Measures To Tackle Maternal Mortality Thwarted This Session By Political Infighting

A bill extending the work of the state’s task force on maternal mortality failed to become law.

By Ashley LopezMay 31, 2017 10:08 am, , , ,

From KUT:

Health advocates were hoping lawmakers would seriously tackle the issue of maternal mortality during the legislative session that ended Monday. But legislative efforts fell short.

The rising number of women dying in Texas while pregnant or soon after giving birth was one of the few bipartisan issues before the Legislature this year. Texas has one of the highest maternal mortality rates in the developed world, and there were hopes lawmakers would figure out ways to curb that trend.

A few bills did pass, including measures improving access to care for low-income women with post-partum depression. Another bill on its way to the governor would improve maternal death investigations and reporting practices.

But other measures fell victim to political infighting.

Republican state Sen. Lois Kolkhorst introduced a bill that would extend the work of the state’s existing maternal mortality task force, which is set to end in 2019.

“I think that this is a pro-life bill,” Kolkhorst said during a committee hearing for her bill, “and just as important as some of the pro-life bills that we have seen because it is the mother who gives that life and gives a part of her in birthing that child.”

The task force doesn’t know exactly why Texas has seen such a large spike in deaths, so it doesn’t know exactly how to stop it. Kolkhort’s bill would have bought the task force more time. It would have also asked the task force to look at what other states are doing and come up with best practices.

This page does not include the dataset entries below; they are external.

//! Base evaluator trait and rule-table types
//!
//! This module defines the core abstractions for lab value evaluation:
//! - `Evaluator` trait that every lab test implements
//! - `Rule` / `RuleSet` for ordered, first-match-wins decision tables
//! - `Assessment` for capturing which rule fired and what it concluded

use crate::models::{PatientContext, SignificanceLevel};
use std::fmt;
use tracing::trace;

/// Predicate deciding whether a rule applies to a value
pub type Guard = fn(f64, &PatientContext) -> bool;

/// One row of a decision table
#[derive(Clone, Copy)]
pub struct Rule {
    /// Stable identifier, reported as `matched_rule`
    pub id: &'static str,
    /// Human-readable form of the guard, for `labsig rules`
    pub condition: &'static str,
    pub level: SignificanceLevel,
    pub pearl: &'static str,
    pub action: &'static str,
    pub guard: Guard,
}

impl Rule {
    pub fn matches(&self, value: f64, ctx: &PatientContext) -> bool {
        (self.guard)(value, ctx)
    }

    fn assessment(&self) -> Assessment {
        Assessment {
            rule: self.id,
            level: self.level,
            pearl: self.pearl,
            action: self.action,
        }
    }
}

impl fmt::Debug for Rule {
    fn fmt(&self, f: &mut fmt::Formatter<'_>) -> fmt::Result {
        f.debug_struct("Rule")
            .field("id", &self.id)
            .field("condition", &self.condition)
            .field("level", &self.level)
            .finish_non_exhaustive()
    }
}

/// Outcome used when no rule in the table matches
#[derive(Debug, Clone, Copy)]
pub struct Fallback {
    pub id: &'static str,
    pub level: SignificanceLevel,
    pub pearl: &'static str,
    pub action: &'static str,
}

/// Ordered decision table. Rules are tried top to bottom; the first match wins.
///
/// The fallback is mandatory, so every finite value gets exactly one outcome.
#[derive(Debug, Clone, Copy)]
pub struct RuleSet {
    pub rules: &'static [Rule],
    pub fallback: Fallback,
}

impl RuleSet {
    pub fn evaluate(&self, value: f64, ctx: &PatientContext) -> Assessment {
        match self.rules.iter().find(|rule| rule.matches(value, ctx)) {
            Some(rule) => {
                trace!(rule = rule.id, value, "rule matched");
                rule.assessment()
            }
            None => {
                trace!(rule = self.fallback.id, value, "fallback");
                Assessment {
                    rule: self.fallback.id,
                    level: self.fallback.level,
                    pearl: self.fallback.pearl,
                    action: self.fallback.action,
                }
            }
        }
    }

    /// Rule identifiers in evaluation order, fallback last
    pub fn rule_ids(&self) -> Vec<&'static str> {
        self.rules
            .iter()
            .map(|r| r.id)
            .chain(std::iter::once(self.fallback.id))
            .collect()
    }
}

/// What a decision table concluded for one value
#[derive(Debug, Clone, Copy, PartialEq, Eq)]
pub struct Assessment {
    pub rule: &'static str,
    pub level: SignificanceLevel,
    pub pearl: &'static str,
    pub action: &'static str,
}

/// Trait for all lab test evaluators
///
/// An evaluator owns the static description of one lab test (key, aliases,
/// unit, reference range) and its decision table.
///
/// # Example Implementation
///
/// ```ignore
/// pub struct SodiumEvaluator;
///
/// static RULES: RuleSet = RuleSet {
///     rules: &[Rule {
///         id: "critical_low",
///         condition: "value < 120",
///         level: SignificanceLevel::Critical,
///         pearl: "Severe hyponatremia",
///         action: "Immediate evaluation required",
///         guard: |v, _| v < 120.0,
///     }],
///     fallback: Fallback { id: "normal", level: SignificanceLevel::Normal, pearl: "...", action: "..." },
/// };
///
/// impl Evaluator for SodiumEvaluator {
///     fn key(&self) -> &'static str { "sodium" }
///     fn display_name(&self) -> &'static str { "Sodium" }
///     fn aliases(&self) -> &'static [&'static str] { &["na", "sodium"] }
///     fn unit(&self) -> &'static str { "mEq/L" }
///     fn reference_range(&self) -> &'static str { "135-145" }
///     fn rules(&self) -> &'static RuleSet { &RULES }
/// }
/// ```
pub trait Evaluator: Send + Sync {
    /// Canonical key (e.g. "hemoglobin")
    fn key(&self) -> &'static str;

    fn display_name(&self) -> &'static str;

    /// Case-insensitive lookup names
    fn aliases(&self) -> &'static [&'static str];

    fn unit(&self) -> &'static str;

    /// Human-readable reference range, reported verbatim
    fn reference_range(&self) -> &'static str;

    fn rules(&self) -> &'static RuleSet;

    /// Run the decision table
    fn assess(&self, value: f64, ctx: &PatientContext) -> Assessment {
        self.rules().evaluate(value, ctx)
    }
}

#[cfg(test)]
mod tests {
    use super::*;

    static TABLE: RuleSet = RuleSet {
        rules: &[
            Rule {
                id: "high",
                condition: "value > 10",
                level: SignificanceLevel::Critical,
                pearl: "high",
                action: "act",
                guard: |v, _| v > 10.0,
            },
            Rule {
                id: "wide",
                condition: "value > 5",
                level: SignificanceLevel::PossiblySignificant,
                pearl: "wide",
                action: "watch",
                guard: |v, _| v > 5.0,
            },
        ],
        fallback: Fallback {
            id: "rest",
            level: SignificanceLevel::Normal,
            pearl: "fine",
            action: "none",
        },
    };

    #[test]
    fn test_first_match_wins() {
        let ctx = PatientContext::default();
        assert_eq!(TABLE.evaluate(11.0, &ctx).rule, "high");
        assert_eq!(TABLE.evaluate(7.0, &ctx).rule, "wide");
    }

    #[test]
    fn test_fallback_when_nothing_matches() {
        let a = TABLE.evaluate(1.0, &PatientContext::default());
        assert_eq!(a.rule, "rest");
        assert_eq!(a.level, SignificanceLevel::Normal);
        assert_eq!(a.pearl, "fine");
    }

    #[test]
    fn test_rule_ids_in_order() {
        assert_eq!(TABLE.rule_ids(), vec!["high", "wide", "rest"]);
    }
}
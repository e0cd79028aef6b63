//! Project-level configuration support
//!
//! Loads `labsig.toml` from a directory (normally the working directory).
//! It uses the same schema as the user config and wins over it.
//!
//! ```toml
//! # labsig.toml
//! [patient]
//! sex = "female"
//! age = 72
//!
//! [output]
//! format = "markdown"
//! ```

use super::user_config::{read_config_file, UserConfig};
use std::path::{Path, PathBuf};

/// File name looked up in the project directory
pub const PROJECT_CONFIG_FILE: &str = "labsig.toml";

pub fn project_config_path(dir: &Path) -> PathBuf {
    dir.join(PROJECT_CONFIG_FILE)
}

/// Load `labsig.toml` from `dir`, if present and valid
pub fn load_project_config(dir: &Path) -> Option<UserConfig> {
    let path = project_config_path(dir);
    if !path.exists() {
        return None;
    }
    read_config_file(&path)
}
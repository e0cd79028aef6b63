//! Configuration module for labsig
//!
//! This module handles:
//! - User-level configuration (~/.config/labsig/config.toml)
//! - Project-level configuration (labsig.toml)
//! - Environment overrides
//! - Default patient context and output settings

mod project_config;
mod user_config;

pub use project_config::{load_project_config, project_config_path, PROJECT_CONFIG_FILE};
pub use user_config::{OutputConfig, UserConfig};
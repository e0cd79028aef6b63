//! Lab test evaluators
//!
//! Each lab test is one `Evaluator`: static catalog data plus an ordered
//! decision table. The catalog selects an evaluator by alias; the engine
//! only ever talks to the trait.
//!
//! ```text
//! ┌──────────────────────────────────────────────┐
//! │            ClinicalSignificanceEngine        │
//! │  - resolves names through the Catalog        │
//! │  - parses the raw value                      │
//! │  - wraps the Assessment into a result        │
//! └──────────────────────────────────────────────┘
//!                       │
//!                       ▼
//! ┌──────────────────────────────────────────────┐
//! │                Evaluator trait               │
//! │  - key / aliases / unit / reference range    │
//! │  - rules(): ordered RuleSet, first match     │
//! │  - assess(value, context) -> Assessment      │
//! └──────────────────────────────────────────────┘
//! ```

mod base;
mod creatinine;
mod glucose;
mod hemoglobin;
mod potassium;
mod tsh;

pub use base::{Assessment, Evaluator, Fallback, Guard, Rule, RuleSet};
pub use creatinine::CreatinineEvaluator;
pub use glucose::GlucoseEvaluator;
pub use hemoglobin::HemoglobinEvaluator;
pub use potassium::PotassiumEvaluator;
pub use tsh::TshEvaluator;

use std::sync::Arc;

/// The built-in evaluators, in catalog order
pub fn standard_evaluators() -> Vec<Arc<dyn Evaluator>> {
    vec![
        Arc::new(HemoglobinEvaluator),
        Arc::new(CreatinineEvaluator),
        Arc::new(PotassiumEvaluator),
        Arc::new(GlucoseEvaluator),
        Arc::new(TshEvaluator),
    ]
}

#[cfg(test)]
mod tests {
    use super::*;
    use crate::models::{PatientContext, Sex};

    #[test]
    fn test_standard_keys_in_order() {
        let keys: Vec<_> = standard_evaluators().iter().map(|e| e.key()).collect();
        assert_eq!(
            keys,
            vec!["hemoglobin", "creatinine", "potassium", "glucose", "tsh"]
        );
    }

    #[test]
    fn test_rule_ids_unique_within_each_table() {
        for evaluator in standard_evaluators() {
            let ids = evaluator.rules().rule_ids();
            let mut deduped = ids.clone();
            deduped.sort_unstable();
            deduped.dedup();
            assert_eq!(ids.len(), deduped.len(), "{}", evaluator.key());
        }
    }

    #[test]
    fn test_every_table_is_total_over_a_sweep() {
        let contexts = [
            PatientContext::default(),
            PatientContext::default().with_sex(Sex::Female).with_age(70),
            PatientContext::default().with_sex(Sex::Male).with_fasting(true),
        ];
        for evaluator in standard_evaluators() {
            for ctx in &contexts {
                let mut v = -5.0;
                while v < 600.0 {
                    let a = evaluator.assess(v, ctx);
                    assert!(!a.pearl.is_empty());
                    assert!(!a.action.is_empty());
                    v += 0.05;
                }
            }
        }
    }
}
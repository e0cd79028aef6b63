//! labsig - clinical significance of common lab values
//!
//! Command-line front end over the `labsig` library: evaluate one value,
//! a batch of values, or inspect the built-in decision tables.

mod cli;

use anyhow::Result;
use clap::Parser;
use tracing_subscriber::{fmt, prelude::*, EnvFilter};

fn main() -> Result<()> {
    let cli = cli::Cli::parse();

    // RUST_LOG wins over --log-level
    let filter = EnvFilter::try_from_default_env()
        .unwrap_or_else(|_| EnvFilter::new(format!("labsig={}", cli.log_level)));
    tracing_subscriber::registry()
        .with(fmt::layer().with_writer(std::io::stderr))
        .with(filter)
        .init();

    cli::run(cli)
}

At the committee meeting, Donna Kreuzer begged lawmakers to keep looking at the issue.

“As a mother who lost a beautiful daughter to post-partum depression, I am here to testify in support of Senate Bill 1929,” she said.

As that bill moved along, Democratic state Rep. Shawn Thierry was pushing for legislation asking the state to look specifically at why black women were three times more likely to die.

The bill made it to the local and consent calendar but was killed right before Mothers’ Day, along with a slew of other noncontroversial bills, thanks to infighting between a small group of conservative Republicans and other lawmakers.

“After that happened I decided that I wasn’t going to give up,” Thierry says. “I decided to work behind the scenes.”

Thierry saw that Kolkhorst’s bill was still alive, so she worked with the Republican to make her measure an amendment to it.

But more bad luck. Right before the last day of the session, that bill was also killed by political squabbling among a small group of conservative Republicans.

Thierry said it has been pretty disheartening.

“You know it’s one of those things where they say lightening never strikes in the same place twice,” she says. “But for whatever reason, when it came to women’s health and our ability to have children, go through childbirth safely, once again the bill died.”

Thierry said she’s not giving up and hopes something can be done before 2019.